А кто таков Георгий (Игорь Верник), инфернальный джокер-бизнесмен, отчего-то навечно поселившийся в этом советском оазисе с трупным оттенком? И правда ли убил он свою жену (Александра Ребенок) или Анне с Леной на неудачной рыбалке привиделось? И что за влечение не даёт им убраться подальше от греха и будто подведённых траурной каймой георгиевских глаз обратно, в город?
Проскурина избегает и метафор, и прямых ответов; но само место действия – плоть от плоти страны, опасной для умов, желающих её понять – говорит за всех, и за героев, и за сюжетные изгибы.
«А с места на место можно перепрятываться? – Нет, а то водящий так никогда вас и не найдёт. Так и будете бегать. Спрятался – сиди».
«Фи 1,618» (Ф 1.618; Phi 1.618) – игровой дебют знаменитого анимационного художника Теодора Ушева; копродукция Болгарии и Канады – на болгарском, преимущественно, языке:
в финале по-русски звучит цитата из чеховских «Трёх сестёр».
В фи-фильме вообще много литературы – но в хорошем смысле: кино она не помеха.
В будущем, где правят титанизм, био-оптимизм и диктатор-узурпатор, главного героя нарекают Криптоном, наделяют бессмертием и вынуждают каллиграфически переписывать все книги мира рукой, заключённой в скобу «золотого сечения» (в таких же пропорциях Министерством красоты создаёт женский искусственный организм – отсюда название фильма, дублирующее «божественное» число Фибоначчи).
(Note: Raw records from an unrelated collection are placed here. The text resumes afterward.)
//! Peak surface-power aggregation.
//!
//! The fire model writes instantaneous surface energy once per simulated
//! second as a headerless `ny × nx` block of `f32` (`surfEnergy#####.bin`).
//! At the native resolution the per-second peaks are noisy; the product of
//! interest is the peak of a locally averaged power. Each second's plane is
//! block-averaged over `AGGREGATION × AGGREGATION` cell tiles and the
//! element-wise maximum across all seconds is kept.

use std::fs::File;
use std::io::BufReader;
use std::path::Path;

use tracing::{debug, info};

use crate::error::{PostError, Result};
use crate::field::DenseField;
use crate::grid::GridShape;
use crate::raw;

/// Cells per side of one averaging tile.
pub const AGGREGATION: usize = 3;

/// Block-average a row-major plane over `agg × agg` tiles.
///
/// A plane whose sides are not multiples of `agg` is padded first by
/// repeating its trailing rows and columns, so edge tiles weight the
/// boundary cells more instead of shrinking.
fn block_mean(values: &[f32], ny: usize, nx: usize, agg: usize) -> (Vec<f32>, usize, usize) {
    let pad_y = (agg - ny % agg) % agg;
    let pad_x = (agg - nx % agg) % agg;
    let (pny, pnx) = (ny + pad_y, nx + pad_x);

    let mut padded = vec![0.0_f32; pny * pnx];
    for row in 0..pny {
        let src_row = if row < ny { row } else { row - pad_y };
        for col in 0..pnx {
            let src_col = if col < nx { col } else { col - pad_x };
            padded[row * pnx + col] = values[src_row * nx + src_col];
        }
    }

    let (cny, cnx) = (pny / agg, pnx / agg);
    let mut coarse = vec![0.0_f32; cny * cnx];
    let norm = (agg * agg) as f32;
    for (tile_row, coarse_row) in coarse.chunks_exact_mut(cnx).enumerate() {
        for (tile_col, out) in coarse_row.iter_mut().enumerate() {
            let mut sum = 0.0_f32;
            for dy in 0..agg {
                let row = tile_row * agg + dy;
                for dx in 0..agg {
                    sum += padded[row * pnx + tile_col * agg + dx];
                }
            }
            *out = sum / norm;
        }
    }
    (coarse, cny, cnx)
}

/// Aggregate per-second surface energy into a peak block-averaged power
/// field.
///
/// Reads `surfEnergy#####.bin` for every second `1..=sim_time` from
/// `output_dir`; `nx`/`ny` are the fire grid's horizontal cell counts.
/// The result is one coarse plane of `ceil(ny/3) × ceil(nx/3)` tiles.
pub fn aggregate_max_power(
    output_dir: &Path,
    nx: usize,
    ny: usize,
    sim_time: u32,
) -> Result<DenseField> {
    let pad_y = (AGGREGATION - ny % AGGREGATION) % AGGREGATION;
    let pad_x = (AGGREGATION - nx % AGGREGATION) % AGGREGATION;
    let coarse_shape = GridShape {
        nx: (nx + pad_x) / AGGREGATION,
        ny: (ny + pad_y) / AGGREGATION,
        nz: 1,
    };
    let mut max_power = DenseField::zeros(coarse_shape);

    info!(sim_time, "aggregating surface energy into peak power");
    for second in 1..=sim_time {
        let path = output_dir.join(format!("surfEnergy{second:05}.bin"));
        let file = File::open(&path).map_err(|e| PostError::io(&path, e))?;
        let file_len = file.metadata().map_err(|e| PostError::io(&path, e))?.len();
        let expected = (nx * ny * 4) as u64;
        if file_len < expected {
            return Err(PostError::shape(&path, expected, file_len, "bytes"));
        }

        let mut reader = BufReader::new(file);
        let values = raw::read_f32_vec(&mut reader, nx * ny, &path)?;
        let (coarse, _, cnx) = block_mean(&values, ny, nx, AGGREGATION);

        for (i, &v) in coarse.iter().enumerate() {
            let (row, col) = (i / cnx, i % cnx);
            if v > max_power.surface_value(row, col) {
                max_power.set(row, col, 0, v);
            }
        }
        debug!(second, "folded surface-energy plane");
    }
    Ok(max_power)
}
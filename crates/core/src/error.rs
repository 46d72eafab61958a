//! Error taxonomy for the post-processing core.
//!
//! Every fatal condition carries the offending path plus enough context
//! (expected vs. actual sizes, parse reason) to be actionable without a
//! debugger. Simulation outputs are generated once and never retried:
//! a missing or short file means an upstream failure and is surfaced
//! immediately.

use std::path::{Path, PathBuf};
use thiserror::Error;

/// Fatal errors raised by the post-processing core.
#[derive(Debug, Error)]
pub enum PostError {
    /// Malformed or incomplete declarative input (grid, ignition, sensor
    /// configuration). Aborts the run before any decoding starts.
    #[error("invalid configuration in {path}: {reason}")]
    Config { path: PathBuf, reason: String },

    /// A required file is missing or unreadable.
    #[error("failed to read {path}: {source}")]
    Io {
        path: PathBuf,
        #[source]
        source: std::io::Error,
    },

    /// Declared cell/layer counts disagree with the file size. Signals a
    /// version mismatch between this decoder and the simulation output.
    #[error("{path}: expected {expected} {unit}, found {actual}")]
    DataShape {
        path: PathBuf,
        expected: u64,
        actual: u64,
        unit: &'static str,
    },
}

impl PostError {
    pub(crate) fn config(path: &Path, reason: impl Into<String>) -> Self {
        PostError::Config {
            path: path.to_path_buf(),
            reason: reason.into(),
        }
    }

    pub(crate) fn io(path: &Path, source: std::io::Error) -> Self {
        PostError::Io {
            path: path.to_path_buf(),
            source,
        }
    }

    pub(crate) fn shape(path: &Path, expected: u64, actual: u64, unit: &'static str) -> Self {
        PostError::DataShape {
            path: path.to_path_buf(),
            expected,
            actual,
            unit,
        }
    }
}

/// Convenience alias used throughout the crate.
pub type Result<T> = std::result::Result<T, PostError>;

#[cfg(test)]
mod tests {
    use super::*;

    #[test]
    fn test_data_shape_message_names_sizes() {
        let err = PostError::shape(Path::new("Output/fire_indexes.bin"), 300, 120, "bytes");
        let msg = err.to_string();
        assert!(msg.contains("fire_indexes.bin"));
        assert!(msg.contains("300"));
        assert!(msg.contains("120"));
    }

    #[test]
    fn test_io_error_preserves_source() {
        let inner = std::io::Error::new(std::io::ErrorKind::NotFound, "gone");
        let err = PostError::io(Path::new("Output/fuels-dens-00000.bin"), inner);
        assert!(err.to_string().contains("fuels-dens-00000.bin"));
        assert!(std::error::Error::source(&err).is_some());
    }
}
Оценит ли кто-то труд бедолаги-переписчика, непонятно: литературный фонд, предназначенный для водружения на космический корабль «Волчок», опору новой генно-модифицированной расы господ, пишется невидимыми чернилами. Зато соратницей Криптона по выходу из всех лабиринтов-тупиков – и бункера, и надземных постапокалиптических пейзажей – становится ожившая книга: та, которую переписывать было запрещено и требовалось сжечь до прочтения.
У Ушева жанр внятен:
смачная антиутопия; духовная сестра «Безумного Макса» и «Кин-дза-дзы»; и пародийная, и фирменно, по-болгарски, наивно философичная;
такая могла быть рождена только на руинах коммунистических монументов и обрывках литературной классики. Канувшие в Лету попытки построения утопии – реальные, о которых напоминают возникающие уже на титрах рабоче-крестьянские фрески-мозаики – обращаются в фи, в свою разнузданную противоположность, в постапокалиптический карнавал тиранов и бомбистов.
Да, какие-никакие борцы водятся и в этой географии, где за пересечение границ пошлину берут человеческими головами (копчёные – как американский паспорт, везде проложат дорогу).
Пусть последнего диссидента Кабаносова давно придушили специальными часами-убийцами, но не истребить волю народа к свободе.
Над чем Ушев не то, чтобы стебётся; чему он, скорее, скептически мудро улыбается.
PS А конкурсы правильных фестивалей точно делаются на небесах: отборочная комиссия ММКФ точно ничего такого не закладывала, не до постановки концептуальных задач было. А связи-то между фильмами всё равно возникли; и дико непохожие Проскурина, Ушев и герои предыдущего фестивального очерка Ненад Павлович и Корнел Георгица перекликаются друг с другом и общим восточноевропецским прошлым.